**Problem to solve:** For this exercise, transcribe all the records below exactly.
________
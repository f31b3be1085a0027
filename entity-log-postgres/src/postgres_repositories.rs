use entity_log_api::LogResult;
use entity_log_db::models::log::{KindRegistry, LogModelRegistry};
use entity_log_db::models::loggable::Loggable;
use postgres_unit_of_work::Executor;
use sqlx::PgPool;
use std::sync::Arc;

use crate::config::LogConfig;
use crate::repository::db_init::init_log_tables;
use crate::repository::log::{LogEntryRepositoryImpl, LogRepoFactory};
use crate::utils::transaction_consumed;

/// Entry point owning the pool and the startup registries
pub struct PostgresRepositories {
    pool: Arc<PgPool>,
    factory: Arc<LogRepoFactory>,
}

impl PostgresRepositories {
    pub fn new(pool: Arc<PgPool>, models: Arc<LogModelRegistry>, kinds: Arc<KindRegistry>) -> Self {
        Self {
            pool,
            factory: LogRepoFactory::new(models, kinds),
        }
    }

    /// Connect with `config` and freeze its custom kinds.
    pub async fn connect(config: &LogConfig, models: Arc<LogModelRegistry>) -> LogResult<Self> {
        let kinds = Arc::new(config.kind_registry()?);
        let pool = config.connect().await?;
        tracing::info!(models = models.len(), kinds = kinds.len(), "log repositories connected");
        Ok(Self::new(Arc::new(pool), models, kinds))
    }

    pub fn pool(&self) -> &PgPool {
        &self.pool
    }

    pub fn factory(&self) -> &Arc<LogRepoFactory> {
        &self.factory
    }

    /// Create the tables of all defined log models.
    pub async fn init_tables(&self) -> LogResult<()> {
        init_log_tables(&self.pool, self.factory.models()).await
    }

    /// Start a transaction shared by the repositories built on the returned executor
    pub async fn begin(&self) -> LogResult<Executor> {
        let tx = self.pool.begin().await?;
        Ok(Executor::new(tx))
    }

    pub fn log_entry_repository<T: Loggable>(
        &self,
        executor: &Executor,
    ) -> LogResult<Arc<LogEntryRepositoryImpl<T>>> {
        Ok(Arc::new(self.factory.build_with_executor::<T>(executor.clone())?))
    }

    /// Commit the executor's transaction; later use of the executor fails.
    pub async fn commit(executor: &Executor) -> LogResult<()> {
        let tx = executor
            .tx
            .lock()
            .await
            .take()
            .ok_or_else(transaction_consumed)?;
        tx.commit().await?;
        Ok(())
    }
}
use serde::{Deserialize, Serialize};
use uuid::Uuid;
use validator::Validate;

use crate::kind::LogKind;

/// Longest accepted log message, in characters
pub const MESSAGE_MAX_CHARS: usize = 256;

/// Arguments of the append-log-entry operation.
///
/// `kind` falls back to the default built-in kind when absent. With `save`
/// set to false the entry is built but not written, so the caller may still
/// adjust it before saving it explicitly.
#[derive(Debug, Clone, PartialEq, Eq, Serialize, Deserialize, Validate)]
pub struct AddLogEntryRequest {
    #[validate(length(min = 1, max = 256))]
    pub message: String,

    #[serde(default)]
    pub kind: Option<LogKind>,

    #[serde(default)]
    pub user_id: Option<Uuid>,

    #[serde(default = "default_save")]
    pub save: bool,
}

fn default_save() -> bool {
    true
}

impl AddLogEntryRequest {
    pub fn new(message: impl Into<String>) -> Self {
        Self {
            message: message.into(),
            kind: None,
            user_id: None,
            save: true,
        }
    }

    pub fn kind(mut self, kind: impl Into<LogKind>) -> Self {
        self.kind = Some(kind.into());
        self
    }

    pub fn user(mut self, user_id: Uuid) -> Self {
        self.user_id = Some(user_id);
        self
    }

    /// Build the entry without persisting it.
    pub fn unsaved(mut self) -> Self {
        self.save = false;
        self
    }
}

impl From<&str> for AddLogEntryRequest {
    fn from(message: &str) -> Self {
        Self::new(message)
    }
}

impl From<String> for AddLogEntryRequest {
    fn from(message: String) -> Self {
        Self::new(message)
    }
}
________
**Response box:**
repository f31b3be1085a0027
filename entity-log-postgres/src/postgres_repositories.rs
use entity_log_api::LogResult;
use entity_log_db::models::log::{KindRegistry, LogModelRegistry};
use entity_log_db::models::loggable::Loggable;
use postgres_unit_of_work::Executor;
use sqlx::PgPool;
use std::sync::Arc;

use crate::config::LogConfig;
use crate::repository::db_init::init_log_tables;
use crate::repository::log::{LogEntryRepositoryImpl, LogRepoFactory};
use crate::utils::transaction_consumed;

/// Entry point owning the pool and the startup registries
pub struct PostgresRepositories {
    pool: Arc<PgPool>,
    factory: Arc<LogRepoFactory>,
}

impl PostgresRepositories {
    pub fn new(pool: Arc<PgPool>, models: Arc<LogModelRegistry>, kinds: Arc<KindRegistry>) -> Self {
        Self {
            pool,
            factory: LogRepoFactory::new(models, kinds),
        }
    }

    /// Connect with `config` and freeze its custom kinds.
    pub async fn connect(config: &LogConfig, models: Arc<LogModelRegistry>) -> LogResult<Self> {
        let kinds = Arc::new(config.kind_registry()?);
        let pool = config.connect().await?;
        tracing::info!(models = models.len(), kinds = kinds.len(), "log repositories connected");
        Ok(Self::new(Arc::new(pool), models, kinds))
    }

    pub fn pool(&self) -> &PgPool {
        &self.pool
    }

    pub fn factory(&self) -> &Arc<LogRepoFactory> {
        &self.factory
    }

    /// Create the tables of all defined log models.
    pub async fn init_tables(&self) -> LogResult<()> {
        init_log_tables(&self.pool, self.factory.models()).await
    }

    /// Start a transaction shared by the repositories built on the returned executor
    pub async fn begin(&self) -> LogResult<Executor> {
        let tx = self.pool.begin().await?;
        Ok(Executor::new(tx))
    }

    pub fn log_entry_repository<T: Loggable>(
        &self,
        executor: &Executor,
    ) -> LogResult<Arc<LogEntryRepositoryImpl<T>>> {
        Ok(Arc::new(self.factory.build_with_executor::<T>(executor.clone())?))
    }

    /// Commit the executor's transaction; later use of the executor fails.
    pub async fn commit(executor: &Executor) -> LogResult<()> {
        let tx = executor
            .tx
            .lock()
            .await
            .take()
            .ok_or_else(transaction_consumed)?;
        tx.commit().await?;
        Ok(())
    }
}
use serde::{Deserialize, Serialize};
use uuid::Uuid;
use validator::Validate;

use crate::kind::LogKind;

/// Longest accepted log message, in characters
pub const MESSAGE_MAX_CHARS: usize = 256;

/// Arguments of the append-log-entry operation.
///
/// `kind` falls back to the default built-in kind when absent. With `save`
/// set to false the entry is built but not written, so the caller may still
/// adjust it before saving it explicitly.
#[derive(Debug, Clone, PartialEq, Eq, Serialize, Deserialize, Validate)]
pub struct AddLogEntryRequest {
    #[validate(length(min = 1, max = 256))]
    pub message: String,

    #[serde(default)]
    pub kind: Option<LogKind>,

    #[serde(default)]
    pub user_id: Option<Uuid>,

    #[serde(default = "default_save")]
    pub save: bool,
}

fn default_save() -> bool {
    true
}

impl AddLogEntryRequest {
    pub fn new(message: impl Into<String>) -> Self {
        Self {
            message: message.into(),
            kind: None,
            user_id: None,
            save: true,
        }
    }

    pub fn kind(mut self, kind: impl Into<LogKind>) -> Self {
        self.kind = Some(kind.into());
        self
    }

    pub fn user(mut self, user_id: Uuid) -> Self {
        self.user_id = Some(user_id);
        self
    }

    /// Build the entry without persisting it.
    pub fn unsaved(mut self) -> Self {
        self.save = false;
        self
    }
}

impl From<&str> for AddLogEntryRequest {
    fn from(message: &str) -> Self {
        Self::new(message)
    }
}

impl From<String> for AddLogEntryRequest {
    fn from(message: String) -> Self {
        Self::new(message)
    }
}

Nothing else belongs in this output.